Township in Minnesota, United States

Workman Township is a township in Aitkin County, Minnesota, United States. The population was 212 as of the 2020 census.

==Geography==
According to the United States Census Bureau, the township has a total area of 92.3 sqkm, of which 85.2 sqkm is land and 7.1 sqkm, or 7.68%, is water.

===Major highway===
- Minnesota State Highway 65

===Lakes===
- Big Sandy Lake (west edge)
- Brown Lake (southwest three-quarters)
- Flowage Lake (west three-quarters)
- Rat Lake
- Sanders Lake
- Sandy River Lake (west half)

===Adjacent townships===
- Libby Township (north)
- Turner Township (northeast)
- Shamrock Township (east)
- McGregor Township (southeast)
- Jevne Township (south)
- Fleming Township (southwest)
- Logan Township (west)

===Cemeteries===
The township contains Lakeview Cemetery.

==Demographics==
As of the census of 2000, there were 194 people, 90 households, and 64 families residing in the township. The population density was 5.9 PD/sqmi. There were 250 housing units at an average density of 7.6 /sqmi. The racial makeup of the township was 95.36% White, 3.61% Native American, 0.52% Asian, and 0.52% from two or more races. Hispanic or Latino of any race were 0.52% of the population.

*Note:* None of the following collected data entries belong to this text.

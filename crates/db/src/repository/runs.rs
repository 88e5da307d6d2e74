//! Run repository functions — CAS state transitions backing
//! `engine::store::RunStore`.
//!
//! Every transition is a single `UPDATE ... WHERE <guard> RETURNING id`
//! statement: the guard encodes the precondition (e.g. "still queued",
//! "node not already completed"), and an empty result set means the
//! precondition didn't hold — the Postgres equivalent of the in-memory
//! store's `Mutex`-guarded read-modify-write (§5 shared-resource policy).

use std::collections::HashMap;

use chrono::{DateTime, Utc};
use engine::models::{NodeStatus, Plan, Run, RunStatus};
use sqlx::PgPool;

use crate::{models::RunRow, DbError};

const TERMINAL_STATUSES: [&str; 3] = ["succeeded", "failed", "cancelled"];

fn status_to_text(status: RunStatus) -> String {
    status.as_str().to_string()
}

fn text_to_status(s: &str) -> Result<RunStatus, DbError> {
    serde_json::from_value(serde_json::Value::String(s.to_string())).map_err(DbError::from)
}

/// Convert a stored row into the domain `Run`.
pub fn from_row(row: RunRow) -> Result<Run, DbError> {
    let plan: Option<Plan> = match row.plan {
        Some(v) => Some(serde_json::from_value(v)?),
        None => None,
    };
    let node_status: HashMap<String, NodeStatus> = serde_json::from_value(row.node_status)?;
    let outputs: HashMap<String, serde_json::Value> = serde_json::from_value(row.outputs)?;

    Ok(Run {
        id: row.id,
        workflow_id: row.workflow_id,
        owner_id: row.owner_id,
        status: text_to_status(&row.status)?,
        created_at: row.created_at,
        started_at: row.started_at,
        completed_at: row.completed_at,
        error: row.error,
        plan,
        node_status,
        inputs: row.inputs,
        outputs,
    })
}

/// Insert a freshly created run (`POST /workflows/{id}/run`, `POST
/// /webhook/{path}`). Always starts `queued` with empty maps.
pub async fn create_run(pool: &PgPool, run: &Run) -> Result<(), DbError> {
    sqlx::query!(
        r#"
        INSERT INTO runs (id, workflow_id, owner_id, status, created_at, node_status, inputs, outputs)
        VALUES ($1, $2, $3, $4, $5, '{}'::jsonb, $6, '{}'::jsonb)
        "#,
        run.id,
        run.workflow_id,
        run.owner_id,
        status_to_text(run.status),
        run.created_at,
        run.inputs,
    )
    .execute(pool)
    .await?;

    Ok(())
}

pub async fn get_run_row(pool: &PgPool, run_id: &str) -> Result<RunRow, DbError> {
    sqlx::query_as!(
        RunRow,
        r#"SELECT id, workflow_id, owner_id, status, created_at, started_at, completed_at,
                  error, plan, node_status, inputs, outputs
           FROM runs WHERE id = $1"#,
        run_id,
    )
    .fetch_optional(pool)
    .await?
    .ok_or(DbError::NotFound)
}

/// List runs, optionally filtered by workflow id and/or status, newest
/// first, with `(skip, limit)` pagination (`GET /runs`).
pub async fn list_runs(
    pool: &PgPool,
    workflow_id: Option<&str>,
    status: Option<&str>,
    skip: i64,
    limit: i64,
) -> Result<Vec<RunRow>, DbError> {
    let rows = sqlx::query_as!(
        RunRow,
        r#"
        SELECT id, workflow_id, owner_id, status, created_at, started_at, completed_at,
               error, plan, node_status, inputs, outputs
        FROM runs
        WHERE ($1::text IS NULL OR workflow_id = $1)
          AND ($2::text IS NULL OR status = $2)
        ORDER BY created_at DESC
        OFFSET $3 LIMIT $4
        "#,
        workflow_id,
        status,
        skip,
        limit,
    )
    .fetch_all(pool)
    .await?;

    Ok(rows)
}

/// CAS `queued -> running`. Returns `None` if the run wasn't `queued`.
pub async fn try_start(pool: &PgPool, run_id: &str, started_at: DateTime<Utc>) -> Result<Option<RunRow>, DbError> {
    let row = sqlx::query_as!(
        RunRow,
        r#"
        UPDATE runs SET status = 'running', started_at = $2
        WHERE id = $1 AND status = 'queued'
        RETURNING id, workflow_id, owner_id, status, created_at, started_at, completed_at,
                  error, plan, node_status, inputs, outputs
        "#,
        run_id,
        started_at,
    )
    .fetch_optional(pool)
    .await?;

    Ok(row)
}

pub async fn persist_plan(pool: &PgPool, run_id: &str, plan: &Plan) -> Result<(), DbError> {
    let plan_json = serde_json::to_value(plan)?;
    sqlx::query!("UPDATE runs SET plan = $2 WHERE id = $1", run_id, plan_json)
        .execute(pool)
        .await?;
    Ok(())
}

/// CAS a node to `running` unless it's already `completed`/`failed`.
pub async fn set_node_running(pool: &PgPool, run_id: &str, node_id: &str) -> Result<(), DbError> {
    sqlx::query!(
        r#"
        UPDATE runs
        SET node_status = jsonb_set(node_status, ARRAY[$2], '"running"'::jsonb, true)
        WHERE id = $1
          AND (node_status->$2) IS DISTINCT FROM '"completed"'::jsonb
          AND (node_status->$2) IS DISTINCT FROM '"failed"'::jsonb
        "#,
        run_id,
        node_id,
    )
    .execute(pool)
    .await?;
    Ok(())
}

/// CAS a node to `completed`, writing `outputs[node_id]` atomically.
/// Returns `false` (no-op) if the node is already `completed` —
/// the redelivery dedup point (§4.3 step 1).
pub async fn complete_node(
    pool: &PgPool,
    run_id: &str,
    node_id: &str,
    outputs: &serde_json::Value,
) -> Result<bool, DbError> {
    let result = sqlx::query!(
        r#"
        UPDATE runs
        SET outputs = jsonb_set(outputs, ARRAY[$2], $3::jsonb, true),
            node_status = jsonb_set(node_status, ARRAY[$2], '"completed"'::jsonb, true)
        WHERE id = $1 AND (node_status->$2) IS DISTINCT FROM '"completed"'::jsonb
        "#,
        run_id,
        node_id,
        outputs,
    )
    .execute(pool)
    .await?;

    Ok(result.rows_affected() > 0)
}

/// CAS a node to `failed` unless already `completed`/`failed`.
pub async fn fail_node(pool: &PgPool, run_id: &str, node_id: &str) -> Result<bool, DbError> {
    let result = sqlx::query!(
        r#"
        UPDATE runs
        SET node_status = jsonb_set(node_status, ARRAY[$2], '"failed"'::jsonb, true)
        WHERE id = $1
          AND (node_status->$2) IS DISTINCT FROM '"completed"'::jsonb
          AND (node_status->$2) IS DISTINCT FROM '"failed"'::jsonb
        "#,
        run_id,
        node_id,
    )
    .execute(pool)
    .await?;

    Ok(result.rows_affected() > 0)
}

async fn finalize(
    pool: &PgPool,
    run_id: &str,
    new_status: &str,
    error: Option<&str>,
) -> Result<bool, DbError> {
    let completed_at = Utc::now();
    let result = sqlx::query!(
        r#"
        UPDATE runs SET status = $2, completed_at = $3, error = COALESCE($4, error)
        WHERE id = $1 AND status <> ALL($5::text[])
        "#,
        run_id,
        new_status,
        completed_at,
        error,
        &TERMINAL_STATUSES as &[&str],
    )
    .execute(pool)
    .await?;

    Ok(result.rows_affected() > 0)
}

pub async fn finalize_succeeded(pool: &PgPool, run_id: &str) -> Result<bool, DbError> {
    finalize(pool, run_id, "succeeded", None).await
}

pub async fn finalize_failed(pool: &PgPool, run_id: &str, error: &str) -> Result<bool, DbError> {
    finalize(pool, run_id, "failed", Some(error)).await
}

pub async fn finalize_cancelled(pool: &PgPool, run_id: &str) -> Result<bool, DbError> {
    finalize(pool, run_id, "cancelled", None).await
}

#[cfg(test)]
mod tests {
    use super::*;

    #[test]
    fn terminal_statuses_cover_every_run_status_variant_marked_terminal() {
        for s in [RunStatus::Succeeded, RunStatus::Failed, RunStatus::Cancelled] {
            assert!(TERMINAL_STATUSES.contains(&status_to_text(s).as_str()));
        }
        assert!(!TERMINAL_STATUSES.contains(&status_to_text(RunStatus::Queued).as_str()));
    }
}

There were 90 households, out of which 18.9% had children under the age of 18 living with them, 65.6% were married couples living together, 5.6% had a female householder with no husband present, and 27.8% were non-families. 22.2% of all households were made up of individuals, and 10.0% had someone living alone who was 65 years of age or older. The average household size was 2.16 and the average family size was 2.48.

In the township the population was spread out, with 13.9% under the age of 18, 4.1% from 18 to 24, 21.1% from 25 to 44, 33.0% from 45 to 64, and 27.8% who were 65 years of age or older. The median age was 56 years. For every 100 females, there were 100.0 males. For every 100 females age 18 and over, there were 103.7 males.

The median income for a household in the township was $35,833, and the median income for a family was $37,083. Males had a median income of $28,750 versus $21,607 for females. The per capita income for the township was $18,518. About 6.2% of families and 6.2% of the population were below the poverty line, including 3.4% of those under the age of eighteen and 15.6% of those 65 or over.